Réjouissons-nous ! Après le règne des consultants en organisation, voici venir celui des consultants en désorganisation ! Fini le terrorisme des méthodes du style « papier touché, papier classé ». Le désordre peut être vertueux, assurent Eric Abrahamson, professeur à la Business School de l'université Columbia de New York, et David Freedman, journaliste, dans un livre qui se veut sérieux, mais traite le sujet avec beaucoup d'humour, et intitulé Un peu de désordre = beaucoup de profit(s) (Flammarion, 2008, 338 pages, 21 euros).
Car ranger coûte. Mettre une chose à sa place prend du temps, la retrouver aussi. « Les gens ayant un bureau ordonné passent plus de temps (36 % en moyenne) à chercher quelque chose sur leur lieu de travail que ceux qui ont un bureau désordonné », auraient-ils constaté. Car « un bureau en désordre peut être un système extrêmement efficace de hiérarchisation et d'accès aux documents », poursuivent-ils.
Le rangement n'est pas seulement coûteux en temps, mais aussi en argent. Il nécessite d'acheter du matériel, voire de faire appel à des professionnels. « L'ordre et la propreté sont devenus un marché de plusieurs milliards de dollars », notent-ils. Aux maniaques du bureau, les auteurs ajoutent en effet les maniaques domestiques, les adorateurs de jardins tirés au cordeau qui dépensent des milliards, disent-ils, à entretenir des pelouses où aucun brin ne dépasse : « On peut donc réaliser des économies significatives en tolérant un certain niveau de désordre et de désorganisation. »
A l'inverse, le désordre est parfois source de bénéfices. En cherchant un papier sur un bureau (ou une chambre) en désordre, on peut en trouver un autre, qui donnera une idée inattendue. Les exemples abondent, le plus célèbre étant celui de Fleming découvrant la pénicilline grâce au désordre qui régnait dans son laboratoire.

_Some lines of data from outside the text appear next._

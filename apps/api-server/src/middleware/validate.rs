//! `Validated<S>` extractor: runs an endpoint's rule set before the handler.
//!
//! Path params, query string and JSON body are gathered into one
//! [`RequestInput`], normalized and checked by the schema's [`RuleSet`], and
//! only then deserialized into the schema's typed parts.

use std::marker::PhantomData;

use actix_web::{FromRequest, HttpRequest, dev::Payload, web};
use futures::future::LocalBoxFuture;
use serde::de::DeserializeOwned;
use serde::Deserialize;
use serde_json::{Map, Value};

use quill_core::validation::{RequestInput, RuleSet};

use crate::middleware::error::AppError;

/// Declares the inputs of one endpoint and the rules guarding them.
pub trait Schema: 'static {
    type Params: DeserializeOwned;
    type Query: DeserializeOwned;
    type Body: DeserializeOwned;

    fn rules() -> &'static RuleSet;
}

/// Placeholder for request parts an endpoint does not read.
#[derive(Debug, Default, Deserialize)]
pub struct Empty {}

/// Request input that passed validation.
pub struct Validated<S: Schema> {
    pub params: S::Params,
    pub query: S::Query,
    pub body: S::Body,
    _schema: PhantomData<S>,
}

fn path_params(req: &HttpRequest) -> Map<String, Value> {
    req.match_info()
        .iter()
        .map(|(name, value)| (name.to_string(), Value::String(value.to_string())))
        .collect()
}

/// Query pairs as strings. Empty values count as absent.
fn query_params(req: &HttpRequest) -> Result<Map<String, Value>, AppError> {
    let pairs = web::Query::<Vec<(String, String)>>::from_query(req.query_string())
        .map_err(|e| AppError::BadRequest(e.to_string()))?;

    Ok(pairs
        .into_inner()
        .into_iter()
        .filter(|(_, value)| !value.is_empty())
        .map(|(key, value)| (key, Value::String(value)))
        .collect())
}

fn json_body(bytes: &[u8]) -> Result<Value, AppError> {
    if bytes.iter().all(u8::is_ascii_whitespace) {
        return Ok(Value::Object(Map::new()));
    }
    serde_json::from_slice(bytes).map_err(|e| AppError::BadRequest(format!("Invalid JSON: {e}")))
}

fn typed<T: DeserializeOwned>(value: Value) -> Result<T, AppError> {
    serde_json::from_value(value).map_err(|e| AppError::BadRequest(e.to_string()))
}

impl<S: Schema> Validated<S> {
    fn from_input(mut input: RequestInput) -> Result<Self, AppError> {
        S::rules().apply(&mut input).map_err(AppError::Validation)?;

        Ok(Self {
            params: typed(Value::Object(input.params))?,
            query: typed(Value::Object(input.query))?,
            body: typed(input.body)?,
            _schema: PhantomData,
        })
    }
}

impl<S: Schema> FromRequest for Validated<S> {
    type Error = AppError;
    type Future = LocalBoxFuture<'static, Result<Self, Self::Error>>;

    fn from_request(req: &HttpRequest, payload: &mut Payload) -> Self::Future {
        let params = path_params(req);
        let query = query_params(req);
        let bytes = web::Bytes::from_request(req, payload);

        Box::pin(async move {
            let bytes = bytes
                .await
                .map_err(|e| AppError::BadRequest(e.to_string()))?;

            let input = RequestInput {
                params,
                query: query?,
                body: json_body(&bytes)?,
            };

            let result = Self::from_input(input);
            if let Err(AppError::Validation(errors)) = &result {
                tracing::debug!(failures = errors.len(), "Request failed validation");
            }
            result
        })
    }
}

#[cfg(test)]
mod tests {
    use std::sync::LazyLock;

    use quill_core::validation::FieldRules;

    use super::*;

    #[derive(Debug, Deserialize)]
    struct NameBody {
        name: String,
    }

    struct Named;

    static NAMED: LazyLock<RuleSet> = LazyLock::new(|| {
        RuleSet::new([FieldRules::body("name")
            .trim()
            .not_empty("Name is required")])
    });

    impl Schema for Named {
        type Params = Empty;
        type Query = Empty;
        type Body = NameBody;

        fn rules() -> &'static RuleSet {
            &NAMED
        }
    }

    #[test]
    fn test_normalized_body_reaches_handler() {
        let input = RequestInput {
            body: serde_json::json!({ "name": "  Ada  " }),
            ..Default::default()
        };
        let validated = Validated::<Named>::from_input(input).unwrap();
        assert_eq!(validated.body.name, "Ada");
    }

    #[test]
    fn test_failures_short_circuit() {
        let result = Validated::<Named>::from_input(RequestInput::default());
        match result {
            Err(AppError::Validation(errors)) => {
                assert_eq!(errors.len(), 1);
                assert_eq!(errors[0].message, "Name is required");
            }
            _ => panic!("expected validation failure"),
        }
    }

    #[test]
    fn test_blank_body_is_empty_object() {
        assert_eq!(json_body(b"  ").unwrap(), serde_json::json!({}));
        assert!(matches!(json_body(b"{not json"), Err(AppError::BadRequest(_))));
    }
}
//! PostgreSQL document storage.

mod connections;

#[cfg(feature = "postgres")]
pub mod entity;
#[cfg(feature = "postgres")]
mod postgres_base;
#[cfg(feature = "postgres")]
mod postgres_repo;

pub use connections::DatabaseConfig;

#[cfg(feature = "postgres")]
pub use connections::connect;
#[cfg(feature = "postgres")]
pub use sea_orm::DbConn;
#[cfg(feature = "postgres")]
pub use postgres_base::PostgresBaseRepository;
#[cfg(feature = "postgres")]
pub use postgres_repo::{
    PostgresCategoryRepository, PostgresPostRepository, PostgresUserRepository,
};

#[cfg(feature = "postgres")]
#[cfg(test)]
mod tests;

Les évolutions technologiques et industrielles sont propices à cette apologie du désordre. « La production de masse incitait à l'ordre, car elle était proche de la machine », explique M. Abrahamson.
Mais il devient bien moins nécessaire de ranger, quand de puissants moteurs de recherche permettent de retrouver un document en une fraction de seconde. Ni même d'imposer une organisation homogène aux membres d'une équipe puisque chacun peut être joint à toute heure et en tous lieux. Même l'armée serait devenue bien plus désorganisée, note M. Abrahamson (si ce n'est pour défiler).
Plus généralement, il devient contre-productif d'agir de façon organisée, de définir des plans stratégiques à respecter scrupuleusement, dans la mesure où les technologies et les besoins évoluent très rapidement. Mieux vaut donc lancer de multiples nouveaux produits ou services en parallèle comme le fait Google par exemple, pour voir les réactions du marché.
Soucieux néanmoins de ne pas remplacer un terrorisme par un autre, les auteurs admettent que le désordre ne doit pas être absolu, mais trouver son optimum.
Chaque secteur d'activité a le sien. Chaque individu aussi. L'optimum de la collectivité restant une notion à méditer !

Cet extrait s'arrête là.